Mershon Mondays Feb 23: Devising 101

Kevin Mcclatchy

Mershon Mondays Feb 23: Devising 101

At our Mershon Monday on February 23, Kevin McClatchy, Associate Professor of Theatre, Film, and Media Arts and 2024-2025 Ohio State Artist Laureate, shared his experiences of incorporating theatre-inspired exercises to encourage students to inhabit the experiences of others in the classroom. Through several interactive activities drawn from his work as an actor and theater teacher, he encouraged participants to reflect on how these activities could advance their teaching goals, particularly when dealing with challenging subjects.

People paired together talking

McClatchy, who has been a professional actor for decades, prompted the audience to reflect on how storytelling relates to diverse areas of research and teaching. Storytelling is a primary way of making sense of our experiences and those of others. Central to storytelling, he suggested, is the choice to find someone else fascinating. He added that acting is finding the areas of connection between oneself and the character. By bringing together storytelling and empathy-based tools, we can complement the narratives present in books, literature, and archives and ultimately, come to understand the human experience in an embodied way. 

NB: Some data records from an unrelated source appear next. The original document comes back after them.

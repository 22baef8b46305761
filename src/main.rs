//! # Paper Copilot CLI (`pcp`)
//!
//! Ingest research papers and ask questions answered only from their text,
//! with every claim tied to a page.
//!
//! ## Usage
//!
//! ```bash
//! pcp --config ./config/pcp.toml <command>
//! ```
//!
//! ## Commands
//!
//! | Command | Description |
//! |---------|-------------|
//! | `pcp init` | Create the SQLite index and run schema migrations |
//! | `pcp ingest <paths>...` | Extract, chunk, embed, and index documents |
//! | `pcp ask "<question>"` | Answer a question with validated citations |
//! | `pcp chunk <id>` | Show a chunk's text and page span |
//! | `pcp documents [id]` | List indexed documents, or show one |
//! | `pcp delete <id>` | Remove a document from the index |
//! | `pcp serve` | Start the HTTP API |
//!
//! ## Examples
//!
//! ```bash
//! pcp init
//! pcp ingest papers/attention.pdf papers/bert.pdf
//! pcp ask "What dataset is used for evaluation?"
//! pcp ask "How do the training objectives differ?" --mode comparison \
//!     --scope <doc-id-a> --scope <doc-id-b>
//! pcp ask "What is self-attention?" --mode simplification
//! ```
//!
//! Logs go to stderr and are controlled with `RUST_LOG`.

use std::path::PathBuf;

use anyhow::{bail, Context};
use clap::{Parser, Subcommand};
use paper_copilot::cancel::CancelToken;
use paper_copilot::config;
use paper_copilot::copilot::Copilot;
use paper_copilot::server;
use paper_copilot::sqlite_index::SqliteIndex;
use paper_copilot_core::models::{Answer, AnswerStatus, QueryMode};
use paper_copilot_core::CopilotError;
use tracing_subscriber::EnvFilter;

/// Paper Copilot: question answering over research papers with
/// page-accurate, validated citations.
#[derive(Parser)]
#[command(
    name = "pcp",
    about = "Paper Copilot: question answering over research papers with validated citations",
    version
)]
struct Cli {
    /// Path to configuration file (TOML).
    ///
    /// Defaults to `./config/pcp.toml`. Index, provider, retrieval, and
    /// server settings are read from this file.
    #[arg(long, global = true, default_value = "./config/pcp.toml")]
    config: PathBuf,

    /// Print results as JSON instead of text.
    #[arg(long, global = true)]
    json: bool,

    #[command(subcommand)]
    command: Commands,
}

#[derive(Subcommand)]
enum Commands {
    /// Initialize the index schema.
    ///
    /// Creates the SQLite file and its tables. Safe to run repeatedly.
    Init,

    /// Ingest one or more documents.
    ///
    /// The format is taken from each file's extension (`pdf`, `docx`, `txt`, `md`).
    /// Re-ingesting identical bytes is a no-op unless the embedding model changed.
    Ingest {
        #[arg(required = true)]
        paths: Vec<PathBuf>,
    },

    /// Ask a question about the indexed papers.
    Ask {
        question: String,

        /// `standard`, `comparison`, or `simplification`.
        #[arg(long, default_value = "standard")]
        mode: String,

        /// Restrict retrieval to these document ids (repeatable).
        #[arg(long)]
        scope: Vec<String>,
    },

    /// Show one chunk by id.
    Chunk { id: String },

    /// List indexed documents, or show one.
    Documents { id: Option<String> },

    /// Remove a document and its chunks from the index.
    Delete { id: String },

    /// Start the HTTP API on `[server].bind`.
    Serve,
}

#[tokio::main]
async fn main() -> anyhow::Result<()> {
    tracing_subscriber::fmt()
        .with_env_filter(EnvFilter::from_default_env())
        .with_writer(std::io::stderr)
        .init();

    let cli = Cli::parse();
    let cfg = config::load_config(&cli.config)?;

    match cli.command {
        Commands::Init => {
            let index = SqliteIndex::open(&cfg.index).await?;
            index.close().await;
            println!("Index initialized at {}", cfg.index.path.display());
        }
        Commands::Ingest { paths } => {
            let copilot = Copilot::from_config(cfg).await?;
            run_ingest(&copilot, &paths, cli.json).await?;
        }
        Commands::Ask {
            question,
            mode,
            scope,
        } => {
            let mode: QueryMode = mode.parse()?;
            let scope = if scope.is_empty() { None } else { Some(scope) };
            let copilot = Copilot::from_config(cfg).await?;
            run_ask(&copilot, &question, mode, scope, cli.json).await?;
        }
        Commands::Chunk { id } => {
            let copilot = Copilot::from_config(cfg).await?;
            let chunk = copilot.get_chunk(&id).await?;
            if cli.json {
                println!("{}", serde_json::to_string_pretty(&chunk)?);
            } else {
                println!("chunk:    {}", chunk.id);
                println!("document: {}", chunk.document_id);
                println!("pages:    {}-{}", chunk.page_start, chunk.page_end);
                println!("tokens:   {}", chunk.token_count);
                println!();
                println!("{}", chunk.text);
            }
        }
        Commands::Documents { id } => {
            let copilot = Copilot::from_config(cfg).await?;
            let docs = match id {
                Some(id) => vec![copilot.get_document(&id).await?],
                None => copilot.list_documents().await?,
            };
            if cli.json {
                println!("{}", serde_json::to_string_pretty(&docs)?);
            } else if docs.is_empty() {
                println!("No documents indexed.");
            } else {
                for d in &docs {
                    println!(
                        "{}  {:<5} pages={:<4} chunks={:<5} model={}  {}",
                        d.id,
                        d.format,
                        d.page_count,
                        d.chunk_count,
                        d.embedding_model,
                        d.display_name()
                    );
                }
            }
        }
        Commands::Delete { id } => {
            let copilot = Copilot::from_config(cfg).await?;
            copilot.delete_document(&id).await?;
            println!("Deleted {}", id);
        }
        Commands::Serve => {
            server::run_server(cfg).await?;
        }
    }

    Ok(())
}

async fn run_ingest(copilot: &Copilot, paths: &[PathBuf], json: bool) -> anyhow::Result<()> {
    let results = copilot.ingest_many(paths).await;
    let mut failed = 0usize;
    let mut reports = Vec::new();

    for (path, result) in results {
        match result {
            Ok(report) => {
                if !json {
                    let state = if report.already_indexed {
                        "already indexed"
                    } else if report.reembedded {
                        "re-embedded"
                    } else {
                        "indexed"
                    };
                    println!(
                        "{}: {} {} ({} pages, {}/{} chunks)",
                        path.display(),
                        state,
                        report.document_id,
                        report.page_count,
                        report.indexed_chunks,
                        report.chunk_count
                    );
                    for s in &report.skipped {
                        println!(
                            "  skipped chunk {} (pages {}-{}): {}",
                            s.chunk_id, s.page_start, s.page_end, s.reason
                        );
                    }
                }
                reports.push(report);
            }
            Err(e) => {
                failed += 1;
                eprintln!("{}: {}", path.display(), e);
            }
        }
    }

    if json {
        println!("{}", serde_json::to_string_pretty(&reports)?);
    }
    if failed > 0 {
        bail!("{} of {} documents failed to ingest", failed, paths.len());
    }
    Ok(())
}

async fn run_ask(
    copilot: &Copilot,
    question: &str,
    mode: QueryMode,
    scope: Option<Vec<String>>,
    json: bool,
) -> anyhow::Result<()> {
    let cancel = CancelToken::new();
    let watcher = {
        let cancel = cancel.clone();
        tokio::spawn(async move {
            if tokio::signal::ctrl_c().await.is_ok() {
                cancel.cancel();
            }
        })
    };

    let result = copilot
        .ask_with_cancel(question, mode, scope, &cancel)
        .await;
    watcher.abort();

    match result {
        Ok(answer) => {
            if json {
                println!("{}", serde_json::to_string_pretty(&answer)?);
            } else {
                print_answer(&answer);
            }
            Ok(())
        }
        Err(CopilotError::NoRelevantEvidence { query_id }) => {
            if json {
                println!(
                    "{}",
                    serde_json::json!({ "status": "no_relevant_evidence", "query_id": query_id })
                );
            } else {
                println!("No relevant passages found in the indexed papers.");
            }
            Ok(())
        }
        Err(e) => Err(e).context("ask failed"),
    }
}

fn print_answer(answer: &Answer) {
    println!("{}", answer.text);
    if !answer.citations.is_empty() {
        println!();
        println!("Sources:");
        for c in &answer.citations {
            let tag = c
                .paper_tag
                .as_deref()
                .map(|t| format!("[{}] ", t))
                .unwrap_or_default();
            println!("  {}{} p.{} (chunk {})", tag, c.document_id, c.page, c.chunk_id);
            if let Some(q) = &c.quote {
                println!("    \"{}\"", q);
            }
        }
    }
    let status = match answer.status {
        AnswerStatus::Validated => "validated",
        AnswerStatus::Rejected => "rejected",
        AnswerStatus::Degraded => "degraded",
    };
    println!();
    println!(
        "[{} | {} | {} attempt(s) | query {}]",
        answer.mode, status, answer.attempts, answer.query_id
    );
}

McClatchy introduced us to several of his projects that use acting as a tool to unlock empathy and connection. The Camouflage Project portrayed the lives of four women in occupied France working as wireless operators. Exercises like writing and reflecting on the characters’ inner thoughts encouraged the actors to consider how their character might express themselves – what in acting is called “scenic truth”. These techniques have also been central to McClatchy’s community outreach initiatives. In the Beyond All Recognition project, for example, McClatchy hosted workshops with Master of Fine Arts (MFA) students, counselors to veterans, military personnel veterans, and their family members, and used Shakespeare’s plays to give voice to emotions in novel ways.

YouTube Video: People circling room

During the session, McClatchy encouraged the audience to begin by standing in a circle and tapping a heartbeat pattern in unison, before making eye contact with others in the room and introducing a simple singing exercise greeting each participant by name. He then asked the audience to walk around the room, following several simple – yet periodically changing – directions. In another exercise, the audience members separated into pairs and developed increasingly complex patterns mixing verbal activities, such as counting, with embodied actions like clapping.

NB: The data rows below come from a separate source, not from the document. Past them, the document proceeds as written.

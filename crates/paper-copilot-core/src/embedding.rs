//! Embedding gateway trait and vector utilities.
//!
//! Defines the [`Embedder`] trait that all embedding backends implement,
//! plus pure helper functions for vector serialization and similarity
//! computation.
//!
//! Concrete providers (OpenAI, Ollama) live in the `paper-copilot` app
//! crate. A provider must return exactly one vector per input text, in
//! input order, each of length [`Embedder::dims`].

use async_trait::async_trait;

use crate::error::{CopilotError, Result};

/// Maps text to fixed-dimension vectors.
///
/// Implementations report failures as [`CopilotError::Embedding`] with the
/// `retryable` flag set for rate limits, timeouts, and 5xx responses.
#[async_trait]
pub trait Embedder: Send + Sync {
    /// Model identifier (e.g. `"text-embedding-3-small"`). Stored next to
    /// every vector so a model change can be detected on re-ingest.
    fn model_name(&self) -> &str;

    /// Vector dimensionality.
    fn dims(&self) -> usize;

    /// Embed a batch of texts.
    async fn embed(&self, texts: &[String]) -> Result<Vec<Vec<f32>>>;
}

/// Embed a single text.
pub async fn embed_one(embedder: &dyn Embedder, text: &str) -> Result<Vec<f32>> {
    let mut vectors = embedder.embed(&[text.to_string()]).await?;
    let vector = vectors
        .pop()
        .ok_or_else(|| CopilotError::embedding("provider returned no vectors", false))?;
    check_dims(embedder, &vector)?;
    Ok(vector)
}

/// Reject vectors whose length disagrees with the embedder's declared dims.
pub fn check_dims(embedder: &dyn Embedder, vector: &[f32]) -> Result<()> {
    if vector.len() != embedder.dims() {
        return Err(CopilotError::embedding(
            format!(
                "model {} returned {} dims, expected {}",
                embedder.model_name(),
                vector.len(),
                embedder.dims()
            ),
            false,
        ));
    }
    Ok(())
}

/// Encode a float vector as a BLOB (little-endian f32 bytes).
///
/// # Example
///
/// ```rust
/// use paper_copilot_core::embedding::{vec_to_blob, blob_to_vec};
///
/// let v = vec![1.0f32, -2.5, 3.125];
/// let blob = vec_to_blob(&v);
/// assert_eq!(blob.len(), 12);
/// assert_eq!(blob_to_vec(&blob), v);
/// ```
pub fn vec_to_blob(vec: &[f32]) -> Vec<u8> {
    let mut bytes = Vec::with_capacity(vec.len() * 4);
    for &v in vec {
        bytes.extend_from_slice(&v.to_le_bytes());
    }
    bytes
}

/// Decode a BLOB produced by [`vec_to_blob`].
pub fn blob_to_vec(blob: &[u8]) -> Vec<f32> {
    blob.chunks_exact(4)
        .map(|b| f32::from_le_bytes([b[0], b[1], b[2], b[3]]))
        .collect()
}

/// Cosine similarity in `[-1.0, 1.0]`.
///
/// Returns `0.0` for empty vectors, zero vectors, or length mismatches.
pub fn cosine_similarity(a: &[f32], b: &[f32]) -> f32 {
    if a.len() != b.len() || a.is_empty() {
        return 0.0;
    }

    let mut dot = 0.0f32;
    let mut norm_a = 0.0f32;
    let mut norm_b = 0.0f32;
    for (x, y) in a.iter().zip(b.iter()) {
        dot += x * y;
        norm_a += x * x;
        norm_b += y * y;
    }

    let denom = norm_a.sqrt() * norm_b.sqrt();
    if denom < f32::EPSILON {
        return 0.0;
    }
    dot / denom
}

The workshop concluded with a group activity, where McClatchy distributed different one-line prompts from Shakespeare’s play Henry V. Each group was asked to extract an emotion from the prompt given, and to develop a tableau embodying that emotion. At the conclusion of the activity, the other groups could guess the intended emotion of each scene. Themes included courage, fear, and loyalty.

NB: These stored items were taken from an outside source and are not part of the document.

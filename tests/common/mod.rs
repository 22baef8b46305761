//! Shared fakes for integration tests.
//!
//! `KeywordEmbedder` maps text to term-count vectors over a fixed
//! vocabulary, so similarity is predictable from the words a page contains.
//! `ScriptedGenerator` replays canned answers and records every prompt.
//! `FlakyIndex` wraps the in-memory index and fails a set number of calls.

#![allow(dead_code)]

use std::collections::VecDeque;
use std::sync::atomic::{AtomicUsize, Ordering};
use std::sync::{Arc, Mutex};
use std::time::Duration;

use async_trait::async_trait;
use paper_copilot::config::{parse_config, Config};
use paper_copilot::copilot::Copilot;
use paper_copilot_core::embedding::Embedder;
use paper_copilot_core::generation::{fragments, FragmentStream, Generator};
use paper_copilot_core::index::memory::InMemoryIndex;
use paper_copilot_core::index::{IndexHit, VectorIndex};
use paper_copilot_core::models::{Chunk, DocumentSummary};
use paper_copilot_core::{CopilotError, Result};

pub const VOCAB: &[&str] = &[
    "transformer",
    "attention",
    "dataset",
    "imagenet",
    "accuracy",
    "baseline",
    "convolution",
    "gradient",
    "protein",
    "folding",
];

/// Three pages of ten words each; with ten-token chunks every page is one chunk.
pub const PAPER_PAGES: &[&str] = &[
    "This paper introduces the transformer model built on attention layers.",
    "We evaluate on the imagenet dataset and report top accuracy.",
    "Training uses gradient descent with one convolution baseline for comparison.",
];

/// A single ten-word page.
pub const SECOND_PAPER: &str = "Our second study also reports accuracy on a custom dataset.";

pub fn paper_bytes() -> Vec<u8> {
    PAPER_PAGES.join("\x0c").into_bytes()
}

/// Config with page-sized chunks and fast retries.
pub fn test_config(extra: &str) -> Config {
    let base = r#"
[chunking]
chunk_size = 10
overlap_ratio = 0.0
min_chunk_tokens = 1

[retrieval]
candidate_k = 10
top_k = 5
similarity_cutoff = 0.5

[embedding]
batch_size = 2

[retry]
max_retries = 2
base_delay_ms = 1
max_delay_ms = 5
"#;
    parse_config(&format!("{}\n{}", base, extra)).expect("test config parses")
}

pub struct KeywordEmbedder {
    pub calls: AtomicUsize,
    /// Texts containing this word fail with a terminal error.
    pub poison: Option<String>,
}

impl KeywordEmbedder {
    pub fn new() -> Self {
        Self {
            calls: AtomicUsize::new(0),
            poison: None,
        }
    }

    pub fn poisoned(word: &str) -> Self {
        Self {
            calls: AtomicUsize::new(0),
            poison: Some(word.to_string()),
        }
    }

    pub fn calls(&self) -> usize {
        self.calls.load(Ordering::SeqCst)
    }
}

pub fn keyword_vector(text: &str) -> Vec<f32> {
    let words: Vec<String> = text
        .split(|c: char| !c.is_alphanumeric())
        .map(|w| w.to_lowercase())
        .collect();
    VOCAB
        .iter()
        .map(|v| words.iter().filter(|w| w == v).count() as f32)
        .collect()
}

#[async_trait]
impl Embedder for KeywordEmbedder {
    fn model_name(&self) -> &str {
        "keyword-v1"
    }

    fn dims(&self) -> usize {
        VOCAB.len()
    }

    async fn embed(&self, texts: &[String]) -> Result<Vec<Vec<f32>>> {
        self.calls.fetch_add(1, Ordering::SeqCst);
        if let Some(word) = &self.poison {
            if texts.iter().any(|t| t.contains(word.as_str())) {
                return Err(CopilotError::embedding(
                    format!("rejected input containing {}", word),
                    false,
                ));
            }
        }
        Ok(texts.iter().map(|t| keyword_vector(t)).collect())
    }
}

/// Always fails with a retryable error.
pub struct UnavailableEmbedder {
    pub calls: AtomicUsize,
}

#[async_trait]
impl Embedder for UnavailableEmbedder {
    fn model_name(&self) -> &str {
        "unavailable"
    }

    fn dims(&self) -> usize {
        VOCAB.len()
    }

    async fn embed(&self, _texts: &[String]) -> Result<Vec<Vec<f32>>> {
        self.calls.fetch_add(1, Ordering::SeqCst);
        Err(CopilotError::embedding("HTTP 503", true))
    }
}

/// Replays answer templates in order, repeating the last one.
///
/// `{pN}` in a template is replaced with the source label the prompt lists
/// for page N, so answers stay valid regardless of ranking order.
pub struct ScriptedGenerator {
    responses: Mutex<VecDeque<String>>,
    last: Mutex<String>,
    pub prompts: Mutex<Vec<String>>,
    /// Delay before the first `slow_calls` responses.
    delay: Duration,
    slow_calls: AtomicUsize,
}

impl ScriptedGenerator {
    pub fn new(responses: &[&str]) -> Self {
        Self {
            responses: Mutex::new(responses.iter().map(|s| s.to_string()).collect()),
            last: Mutex::new(String::new()),
            prompts: Mutex::new(Vec::new()),
            delay: Duration::ZERO,
            slow_calls: AtomicUsize::new(0),
        }
    }

    /// The first `calls` generations stall for `delay`.
    pub fn slow(mut self, delay: Duration, calls: usize) -> Self {
        self.delay = delay;
        self.slow_calls = AtomicUsize::new(calls);
        self
    }

    pub fn prompts(&self) -> Vec<String> {
        self.prompts.lock().unwrap().clone()
    }

    pub fn calls(&self) -> usize {
        self.prompts.lock().unwrap().len()
    }
}

/// Label of the first source the prompt lists for `page`.
pub fn label_for_page(prompt: &str, page: u32) -> Option<String> {
    let suffix = format!(", page {}", page);
    prompt
        .lines()
        .skip_while(|l| !l.starts_with("AVAILABLE SOURCES:"))
        .skip(1)
        .take_while(|l| !l.trim().is_empty())
        .find(|l| l.ends_with(&suffix))
        .and_then(|l| l.split(':').next())
        .map(|s| s.trim().to_string())
}

fn fill_template(template: &str, prompt: &str) -> String {
    let mut out = template.to_string();
    for page in 1..=9u32 {
        let key = format!("{{p{}}}", page);
        if out.contains(&key) {
            let label = label_for_page(prompt, page).unwrap_or_else(|| "S99".to_string());
            out = out.replace(&key, &label);
        }
    }
    out
}

#[async_trait]
impl Generator for ScriptedGenerator {
    fn model_name(&self) -> &str {
        "scripted"
    }

    async fn generate(&self, prompt: &str) -> Result<FragmentStream> {
        self.prompts.lock().unwrap().push(prompt.to_string());

        let stall = self
            .slow_calls
            .fetch_update(Ordering::SeqCst, Ordering::SeqCst, |n| n.checked_sub(1))
            .is_ok();
        if stall {
            tokio::time::sleep(self.delay).await;
        }

        let template = {
            let mut queue = self.responses.lock().unwrap();
            let mut last = self.last.lock().unwrap();
            if let Some(next) = queue.pop_front() {
                *last = next;
            }
            last.clone()
        };
        let text = fill_template(&template, prompt);
        let parts = text.split_inclusive(' ').map(String::from).collect();
        Ok(fragments(parts))
    }
}

pub fn copilot_with(
    config: Config,
    embedder: Arc<dyn Embedder>,
    generator: Arc<dyn Generator>,
) -> (Copilot, Arc<InMemoryIndex>) {
    let index = Arc::new(InMemoryIndex::new());
    let copilot = Copilot::with_components(config, index.clone(), embedder, generator);
    (copilot, index)
}

/// In-memory index whose `query` and `commit` fail with `IndexUnavailable`
/// for the next N calls.
#[derive(Default)]
pub struct FlakyIndex {
    pub inner: InMemoryIndex,
    query_failures: AtomicUsize,
    commit_failures: AtomicUsize,
    pub query_calls: AtomicUsize,
    pub commit_calls: AtomicUsize,
}

fn take_failure(remaining: &AtomicUsize) -> bool {
    remaining
        .fetch_update(Ordering::SeqCst, Ordering::SeqCst, |n| n.checked_sub(1))
        .is_ok()
}

impl FlakyIndex {
    pub fn new() -> Self {
        Self::default()
    }

    pub fn fail_queries(&self, n: usize) {
        self.query_failures.store(n, Ordering::SeqCst);
    }

    pub fn fail_commits(&self, n: usize) {
        self.commit_failures.store(n, Ordering::SeqCst);
    }

    pub fn query_calls(&self) -> usize {
        self.query_calls.load(Ordering::SeqCst)
    }

    pub fn commit_calls(&self) -> usize {
        self.commit_calls.load(Ordering::SeqCst)
    }
}

#[async_trait]
impl VectorIndex for FlakyIndex {
    async fn insert(&self, chunk: &Chunk, vector: &[f32]) -> Result<()> {
        self.inner.insert(chunk, vector).await
    }

    async fn commit(&self, document: &DocumentSummary) -> Result<()> {
        self.commit_calls.fetch_add(1, Ordering::SeqCst);
        if take_failure(&self.commit_failures) {
            return Err(CopilotError::IndexUnavailable("database is locked".into()));
        }
        self.inner.commit(document).await
    }

    async fn abort(&self, document_id: &str) -> Result<()> {
        self.inner.abort(document_id).await
    }

    async fn query(
        &self,
        vector: &[f32],
        k: usize,
        scope: Option<&[String]>,
    ) -> Result<Vec<IndexHit>> {
        self.query_calls.fetch_add(1, Ordering::SeqCst);
        if take_failure(&self.query_failures) {
            return Err(CopilotError::IndexUnavailable("transient".into()));
        }
        self.inner.query(vector, k, scope).await
    }

    async fn get_chunk(&self, chunk_id: &str) -> Result<Option<Chunk>> {
        self.inner.get_chunk(chunk_id).await
    }

    async fn get_document(&self, document_id: &str) -> Result<Option<DocumentSummary>> {
        self.inner.get_document(document_id).await
    }

    async fn list_documents(&self) -> Result<Vec<DocumentSummary>> {
        self.inner.list_documents().await
    }

    async fn delete_document(&self, document_id: &str) -> Result<bool> {
        self.inner.delete_document(document_id).await
    }
}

At the end of the session, participants shared that these techniques helped them to feel a sense of camaraderie with each other, breaking down barriers and encouraging direct attention to others. At the core of these techniques is active listening: an intentional technique of seeking to understand others. Whether in a large lecture or a small graduate seminar, McClatchy encouraged the audience to view these ideas as tools that can be adapted to different settings, offering students invaluable experiences bringing to life complex historical and contemporary events.